» What to produce
Read through the lines below for the string "style" and copy each one that has it.
═══ Supplied information
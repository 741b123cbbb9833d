//! Input model: drawing modes, live style settings, and the drag state
//! machine.
//!
//! `Mode` and `AuthoringState` capture the user's intent at the time of a
//! pointer event; both are mutated by the host UI through the engine's
//! setters and read fresh on every placement, so a mid-drag change applies
//! to subsequent placements without touching what is already on the scene.
//! `InputState` tracks whether a drag is in progress between pointer-down
//! and pointer-up.

#[cfg(test)]
#[path = "input_test.rs"]
mod input_test;

use crate::consts::{DEFAULT_COLOR, DEFAULT_SEGMENTS, DEFAULT_SIZE_PX};
use crate::scene::Color;

/// Which drawing mode is currently active.
#[derive(Debug, Clone, Copy, PartialEq, Eq, Default)]
pub enum Mode {
    /// Stamp point sprites (default).
    #[default]
    Point,
    /// Stamp equilateral triangles.
    Triangle,
    /// Stamp tessellated circles.
    Circle,
    /// Stamp background-colored circles over existing paint.
    Eraser,
}

impl Mode {
    /// Parse the host-facing mode name. Names match the UI buttons:
    /// `"point"`, `"triangle"`, `"circle"`, `"eraser"`.
    #[must_use]
    pub fn from_name(name: &str) -> Option<Self> {
        match name {
            "point" => Some(Self::Point),
            "triangle" => Some(Self::Triangle),
            "circle" => Some(Self::Circle),
            "eraser" => Some(Self::Eraser),
            _ => None,
        }
    }
}

/// Live style settings consumed at each placement.
#[derive(Debug, Clone, Copy)]
pub struct AuthoringState {
    /// Active drawing mode.
    pub mode: Mode,
    /// Paint color. Alpha is fixed at 1.0; the UI supplies RGB only.
    pub color: Color,
    /// Brush size in pixels.
    pub size: f64,
    /// Boundary segment count for circles placed from now on.
    pub segments: u32,
}

impl Default for AuthoringState {
    fn default() -> Self {
        Self {
            mode: Mode::default(),
            color: DEFAULT_COLOR,
            size: DEFAULT_SIZE_PX,
            segments: DEFAULT_SEGMENTS,
        }
    }
}

/// Drag state between pointer-down and pointer-up.
///
/// Orthogonal to [`Mode`]: the gesture carries no mode snapshot, so the
/// active mode is re-read at every placement.
#[derive(Debug, Clone, Copy, PartialEq, Eq, Default)]
pub enum InputState {
    /// No drag in progress; waiting for the next pointer-down.
    #[default]
    Idle,
    /// The primary button went down on the surface; move events stamp
    /// additional primitives until release.
    Dragging,
}

impl InputState {
    #[must_use]
    pub fn is_dragging(self) -> bool {
        self == Self::Dragging
    }
}
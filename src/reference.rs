//! The built-in reference drawing: a pixel-art grid of triangle pairs.
//!
//! Drawn as one immediate triangle list straight to the renderer — it never
//! enters the scene, so it cannot be erased or cleared primitive by
//! primitive. Toggling the reference *image* next to the canvas is host-side
//! DOM work and does not involve this module.

#[cfg(test)]
#[path = "reference_test.rs"]
mod reference_test;

use crate::consts::REFERENCE_COLOR;
use crate::error::EngineError;
use crate::render::{Renderer, Topology};
use crate::surface::Point2D;

/// Interleaved x, y pairs in NDC. Each pair of rows is one grid cell split
/// into two triangles.
#[rustfmt::skip]
const REFERENCE_COORDS: [f64; 204] = [
    -0.875,  0.0,     0.0,   0.75,   0.0,   0.0,
     0.875,  0.0,     0.0,   0.75,   0.0,   0.0,

    -0.625,  0.0,    -0.375,  0.0,   -0.625, -0.25,
    -0.375,  0.0,    -0.375, -0.25,  -0.625, -0.25,

    -0.375,  0.0,    -0.125,  0.0,   -0.375, -0.25,
    -0.125,  0.0,    -0.125, -0.25,  -0.375, -0.25,

    -0.125,  0.0,     0.125,  0.0,   -0.125, -0.25,
     0.125,  0.0,     0.125, -0.25,  -0.125, -0.25,

     0.125,  0.0,     0.375,  0.0,    0.125, -0.25,
     0.375,  0.0,     0.375, -0.25,   0.125, -0.25,

     0.375,  0.0,     0.625,  0.0,    0.375, -0.25,
     0.625,  0.0,     0.625, -0.25,   0.375, -0.25,

    -0.625, -0.25,   -0.375, -0.25,  -0.625, -0.5,
    -0.375, -0.25,   -0.375, -0.5,   -0.625, -0.5,

    -0.125, -0.25,    0.125, -0.25,  -0.125, -0.5,
     0.125, -0.25,    0.125, -0.5,   -0.125, -0.5,

     0.375, -0.25,    0.625, -0.25,   0.375, -0.5,
     0.625, -0.25,    0.625, -0.5,    0.375, -0.5,

    -0.625, -0.5,    -0.375, -0.5,   -0.625, -0.75,
    -0.375, -0.5,    -0.375, -0.75,  -0.625, -0.75,

    -0.375, -0.5,    -0.125, -0.5,   -0.375, -0.75,
    -0.125, -0.5,    -0.125, -0.75,  -0.375, -0.75,

     0.125, -0.5,     0.375, -0.5,    0.125, -0.75,
     0.375, -0.5,     0.375, -0.75,   0.125, -0.75,

     0.375, -0.5,     0.625, -0.5,    0.375, -0.75,
     0.625, -0.5,     0.625, -0.75,   0.375, -0.75,

    -0.625, -0.75,   -0.375, -0.75,  -0.625, -1.0,
    -0.375, -0.75,   -0.375, -1.0,   -0.625, -1.0,

    -0.375, -0.75,   -0.125, -0.75,  -0.375, -1.0,
    -0.125, -0.75,   -0.125, -1.0,   -0.375, -1.0,

     0.125, -0.75,    0.375, -0.75,   0.125, -1.0,
     0.375, -0.75,    0.375, -1.0,    0.125, -1.0,

     0.375, -0.75,    0.625, -0.75,   0.375, -1.0,
     0.625, -0.75,    0.625, -1.0,    0.375, -1.0,
];

/// The reference drawing's vertex run, in triangle-list order.
#[must_use]
pub fn vertices() -> Vec<Point2D> {
    REFERENCE_COORDS
        .chunks_exact(2)
        .map(|pair| Point2D::new(pair[0], pair[1]))
        .collect()
}

/// Draw the reference drawing over whatever is currently rasterized.
///
/// # Errors
///
/// Propagates the renderer's resource failures.
pub fn draw(renderer: &mut impl Renderer) -> Result<(), EngineError> {
    renderer.draw_immediate(&vertices(), REFERENCE_COLOR, Topology::TriangleList)
}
══════
» Problem solution
//! Input model: drawing modes, live style settings, and the drag state
/// Live style settings consumed at each placement.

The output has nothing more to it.